Author Self-Promotional Fail # .... Oh, I Forget

Fresh (almost) daily from Julie Barrett


Recently a friend passed along an unsolicited e-mail from an author. Said friend is not a writer, nor is he in the publishing business, but is a reader and hangs out at a few online spots. The e-mail appeared to be asking for a review - or so the friend thinks. In addition to the body of the letter containing some slightly disjointed prose, the author had misspelled the title of the book in the subject line. Hey, this author may have penned a cracking good read, but fiction isn't marketing copy, or vice-versa. This author's publisher should have been doing that job.

I looked at the forwarded e-mail and shook my head. Included was a five-star review from a pay-to-review service, and another review from a bookseller site. This appears to be the only review that particular person has ever left, according to a quick Google search.
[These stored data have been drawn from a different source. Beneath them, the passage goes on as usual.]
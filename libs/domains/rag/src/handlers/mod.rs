mod grpc;
mod health;
mod vectorstore;

use axum::{
    Json, Router,
    extract::FromRef,
    routing::{get, post},
};
use axum_helpers::ErrorResponse;
use rpc::rag::rag_service_client::RagServiceClient;
use rpc::vectorstore::vector_store_service_client::VectorStoreServiceClient;
use tonic::transport::Channel;
use utoipa::OpenApi;

use crate::models::{Message, QueryInput, QueryResult, Role, StopReason};

// Re-export HTTP model types
pub use grpc::{GatewayResult, QueryStreamEvent};
pub use health::HealthResponse;
pub use vectorstore::{
    InsertTextsBody, InsertTextsReply, SearchTextBody, SearchTextReply, SimilarTextBody, TextBody,
};

/// OpenAPI documentation for the RAG gateway
#[derive(OpenApi)]
#[openapi(
    paths(grpc::query, grpc::query_stream, health::healthz),
    components(
        schemas(
            QueryInput, Message, Role,
            QueryResult, QueryStreamEvent, StopReason,
            HealthResponse, ErrorResponse
        )
    ),
    tags(
        (name = "rag", description = "Retrieval-augmented question answering"),
        (name = "health", description = "Liveness of the gRPC backend")
    )
)]
pub struct RagApiDoc;

/// OpenAPI documentation for the vector store gateway
#[derive(OpenApi)]
#[openapi(
    paths(vectorstore::insert_texts, vectorstore::search_text, health::healthz),
    components(
        schemas(
            InsertTextsBody, TextBody, InsertTextsReply,
            SearchTextBody, SearchTextReply, SimilarTextBody,
            HealthResponse, ErrorResponse
        )
    ),
    tags(
        (name = "vectorstore", description = "Text indexing and similarity search"),
        (name = "health", description = "Liveness of the gRPC backend")
    )
)]
pub struct VectorStoreApiDoc;

/// Shared by every RAG gateway handler
#[derive(Clone)]
pub struct GatewayState {
    client: RagServiceClient<Channel>,
    channel: Channel,
}

impl GatewayState {
    pub fn new(channel: Channel) -> Self {
        Self {
            client: RagServiceClient::new(channel.clone()),
            channel,
        }
    }
}

impl FromRef<GatewayState> for Channel {
    fn from_ref(state: &GatewayState) -> Self {
        state.channel.clone()
    }
}

/// Shared by every vector store gateway handler
#[derive(Clone)]
pub struct VectorStoreGatewayState {
    client: VectorStoreServiceClient<Channel>,
    channel: Channel,
}

impl VectorStoreGatewayState {
    pub fn new(channel: Channel) -> Self {
        Self {
            client: VectorStoreServiceClient::new(channel.clone()),
            channel,
        }
    }
}

impl FromRef<VectorStoreGatewayState> for Channel {
    fn from_ref(state: &VectorStoreGatewayState) -> Self {
        state.channel.clone()
    }
}

/// Create router for the gRPC-backed gateway.
///
/// Every route forwards over `channel`; nothing here calls the pipeline
/// directly.
pub fn grpc_router(channel: Channel) -> Router {
    Router::new()
        .route("/v1/query", post(grpc::query))
        .route("/v1/query/stream", post(grpc::query_stream))
        .route("/healthz", get(health::healthz))
        .route("/v1/openapi.json", get(openapi::<RagApiDoc>))
        .with_state(GatewayState::new(channel))
}

/// Create router for the vector store gateway, forwarding over `channel`.
pub fn vectorstore_router(channel: Channel) -> Router {
    Router::new()
        .route("/v1/texts", post(vectorstore::insert_texts))
        .route("/v1/texts/search", post(vectorstore::search_text))
        .route("/healthz", get(health::healthz))
        .route("/v1/openapi.json", get(openapi::<VectorStoreApiDoc>))
        .with_state(VectorStoreGatewayState::new(channel))
}

async fn openapi<D: OpenApi>() -> Json<utoipa::openapi::OpenApi> {
    Json(D::openapi())
}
Of course, I recognized the publisher right away. No, it's not who you might be thinking. It's a small publisher that has good intentions, but puts virtually all promotion and marketing on the backs of their authors. And this is what happens.

Folks, your publisher is responsible for getting copies into the hands of reviewers. Why? Your publisher should have a marketing department that knows how to target reviewers and get the most mileage out of their stretched budget. They'll know not to send your Western to the SF review zine or your military SF to the romance review publication. Now, they'd certainly send it if either publication happened to request a copy for review. The marketing department doesn't just send a bunch of books and releases scatter-shot and hope one will hit the target. And when the marketing department sends along a quote from a favorable review, they sure as heck won't send one from a web site that takes money for reviews - even if the book was accepted under a non-paid program. That's enough to turn off any legitimate reviewer.

Now, your publisher may give (not make you buy) a few copies to hand out yourself to local publications or clubs that might review your book for their newsletter. They're expecting you to hit the "local author" angle. Nothing wrong with that, especially if they also give you a canned press release to use.

Your publisher will also back up their marketing efforts by making the book easy to buy. If it's an e-book, it shouldn't be only at some obscure web site with ancient shopping cart software. It needs to be at sites e-book buyers trust.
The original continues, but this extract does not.